New York Film Fest: 'Inside Llewyn Davis' Stars Praise Coens; T Bone Burnett & Marcus Mumford Talk Music
Meanwhile, Carey Mulligan discusses playing a role close to the one she inhabits in real life and why she passed on the Hillary Clinton biopic.
The Coen brothers were the most-talked-about people on the red carpet at Saturday night's New York Film Festival premiere of their latest movie, Inside Llewyn Davis, even though the mercurial filmmakers chose not to speak to the press.
Nearly all of the actors in the film, from John Goodman to star Oscar Isaac, said the acclaimed writer-directors were what drew them to the project.
"I just jumped at the chance to work with the Coens," cast member Garrett Hedlund told The Hollywood Reporter. "It was a phenomenal script as well, and when you see it's a Coen brothers film, you know it's going to be something special to say the least, the very least, the very, very much least. And when they said it's going to be this odd guy that's driving John Goodman around and being his valet, I [laughed] and I thought, 'Where can I sign up?' "
Max Casella, who plays club owner Pappi Corsicato, added: "I get the audition for a Coen brothers movie, and I'm thrilled, and I get the pages and I'm doubly thrilled because the writing is so fun and and funny…they write so musically. Their dialogue has such great music to it."
The filmmakers even used legendary producer T Bone Burnett and Mumford & Sons frontman Marcus Mumford to select the music for the film about the early 1960s Greenwich Village folk scene and its accompanying soundtrack.
Mumford said it was the chance to work with another icon in Burnett that drew him to the project.
"I met T Bone Burnett at the Grammys a few years ago and we sort of told each other that we'd let each other know if there was stuff we wanted to do together and this was one of them," he said. "We called each other up and sat down and had breakfast together in Los Angeles. I said, 'I'll make your tea, I'll do whatever you want, just let me be a fly on the wall because I just want to learn,' and he got me a bit more involved than that, so it was fun."
In terms of choosing the music for the film, Mumford said he appreciated how the Coens and Burnett stayed away from obvious choices.
"Bob Dylan's kind of like a shadow in the back of the movie the whole way through, and I think it's cool that they were pretty creative with their song choices and especially going down the Dave Van Ronk route and staying away from the really obvious ones," Mumford told THR. "There's no specific Joan Baez moment, but she's there too, in the background. So they were pretty inventive with it and they made it so you don't get distracted by those big names that you know already."
Burnett talked more about his philosophy behind the music for the film and the soundtrack. "What the film exactly is about is we're at an interregnum in which the old is dying but isn't dead yet and the new is coming but hasn't been born yet," he said. "It was about what are the songs, what is the music, what is the tone of the music that tells that story that talks about the real-life plight of a real musician now. In this case, 1961 and now, to me, because it's a very similar time."
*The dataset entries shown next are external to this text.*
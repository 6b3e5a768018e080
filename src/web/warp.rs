use crate::error::{ErrorKind, ResultExt};
use crate::forum_bail;
use crate::web::error::ApiError;
use anyhow::Context;
use serde::Serialize;
use serde::de::DeserializeOwned;
use std::convert::Infallible;
use std::env;
use std::net::SocketAddr;
use std::str::FromStr;
use tokio_util::bytes::Bytes;
use tokio_util::sync::CancellationToken;
use warp::http::header::CONTENT_TYPE;
use warp::http::{HeaderValue, StatusCode};
use warp::reply::Response;
use warp::{Filter, Rejection, Reply, reply};

pub fn with_cloneable<C: Clone + Send>(
    value: C,
) -> impl Filter<Extract = (C,), Error = Infallible> + Clone {
    warp::any().map(move || value.clone())
}

/// Extracts the request body as JSON of the given type.
///
/// Requests without a `Content-Length` or with a larger body than `max_body_size` are rejected
/// by warp before the body is read.
pub fn with_body_as_json<T: DeserializeOwned + Send>(
    max_body_size: u64,
) -> impl Filter<Extract = (T,), Error = Rejection> + Clone {
    warp::body::content_length_limit(max_body_size)
        .and(warp::body::bytes())
        .and_then(|body: Bytes| async move { decode_json(&body).map_err(into_rejection) })
}

fn decode_json<T: DeserializeOwned>(data: &[u8]) -> anyhow::Result<T> {
    if data.is_empty() {
        forum_bail!(ErrorKind::Validation, "Empty input data");
    }

    serde_json::from_slice(data)
        .context("Invalid JSON input")
        .mark_invalid()
}

pub fn into_response<S: Serialize>(result: anyhow::Result<S>) -> Result<Response, Rejection> {
    into_response_with_status(result.map(|data| (StatusCode::OK, data)))
}

pub fn into_response_with_status<S: Serialize>(
    response: anyhow::Result<(StatusCode, S)>,
) -> Result<Response, Rejection> {
    let (status, data) = response.map_err(into_rejection)?;
    let data = serde_json::to_vec(&data)
        .context("Failed to serialize data")
        .map_err(into_rejection)?;

    let mut res = Response::new(data.into());
    *res.status_mut() = status;
    res.headers_mut()
        .insert(CONTENT_TYPE, HeaderValue::from_static("application/json"));

    Ok(res)
}

pub fn into_rejection(err: anyhow::Error) -> Rejection {
    let api_error = ApiError::from(&err);
    if api_error.status.is_server_error() {
        tracing::error!("Request failed: {:#}", err);
    } else {
        tracing::debug!("Request rejected: {}", api_error);
    }

    api_error.into()
}

pub async fn handle_rejection(err: Rejection) -> Result<impl Reply, Rejection> {
    if let Some(err) = err.find::<ApiError>() {
        Ok(reply::with_status(reply::json(&err), err.status))
    } else {
        Err(err)
    }
}

#[macro_export]
macro_rules! routes {
    [$route:expr] => {
        $route
    };
    [$route:expr, $($rest:expr),+] => {
        warp::Filter::or($route, routes![$($rest),+])
    };
}

/// Serves the given routes on `BIND_ADDRESS` until the shutdown token is cancelled.
///
/// Requests in flight when the token fires are completed before this returns.
pub async fn run_webserver<F>(routes: F, shutdown: CancellationToken) -> anyhow::Result<()>
where
    F: Filter + Clone + Send + Sync + 'static,
    F::Extract: Reply,
    F::Error: Into<Rejection> + 'static,
{
    let bind_address = env::var("BIND_ADDRESS")
        .context("Failed to read bind address. Please provide BIND_ADDRESS in the environment")?;
    let bind_address =
        SocketAddr::from_str(&bind_address).context("Failed to parse bind address.")?;

    serve(routes, bind_address, shutdown).await
}

async fn serve<F>(
    routes: F,
    bind_address: SocketAddr,
    shutdown: CancellationToken,
) -> anyhow::Result<()>
where
    F: Filter + Clone + Send + Sync + 'static,
    F::Extract: Reply,
    F::Error: Into<Rejection> + 'static,
{
    tracing::info!("Starting server at {}", bind_address);

    let filter = routes
        .boxed()
        .recover(handle_rejection)
        .with(warp::trace(|info| {
            tracing::debug_span!(
                "http_request",
                cluster = %crate::CLUSTER_ID.as_str(),
                http.method = %info.method(),
                http.url = %info.path(),
            )
        }));

    let (address, server) = warp::serve(filter)
        .try_bind_with_graceful_shutdown(bind_address, async move {
            shutdown.cancelled().await;
        })
        .with_context(|| format!("Failed to bind HTTP server to {}", bind_address))?;

    tracing::info!("Running HTTP server at effective address {}", address);
    server.await;
    tracing::info!("HTTP server has been stopped.");

    Ok(())
}
//! Integration tests for syncdrive-graph
//!
//! Uses wiremock to simulate the Microsoft Graph API and verifies
//! end-to-end behavior of the GraphClient, delta queries, uploads,
//! and downloads.

mod common;

mod test_user_info;
mod test_delta;
mod test_sync_operations;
Isaac, who plays the titular protagonist and performs in the film and on the soundtrack, admits he was intimidated working with Burnett and Mumford, but he was calmed by the fact that the two had already heard him sing in his audition and signed off on him for the part.
"They believed in me and they'd already heard me sing, so I knew I couldn't f--- it up too much," he said.
As for Mumford's wife, Carey Mulligan, who plays Davis' love interest Jean in the film, she said she didn't rely on her real-life experience being married to a folk musician.
"That probably makes me a bad actress, but no I didn't," she said. "I wish I'd come away with a vast knowledge of 1960s folk music, but I think I was more drawn to the personal story between Jean and Oscar's character."
Mulligan recently passed on the chance to play Hillary Clinton in an upcoming biopic, telling THR Saturday that the project, "just wasn't the right fit for me at the time."
Meanwhile, Alex Karpovsky, who has a small part in Inside Llewyn Davis, gave THR a preview of the upcoming season of Girls, saying, "I think it's going to be a wacky, fun season full of tears, basketball, bloodshed and copious amounts of sexuality."
And Hedlund, who's set to star in the TRON: Legacy sequel, said of that film: "Disney's really trying to find a really great story. They have writers on that have been working all year trying to find a great story. Something to pre-vamp or re-vamp where they left off and something that's solid. I'm excited to see what is. I know everybody else is."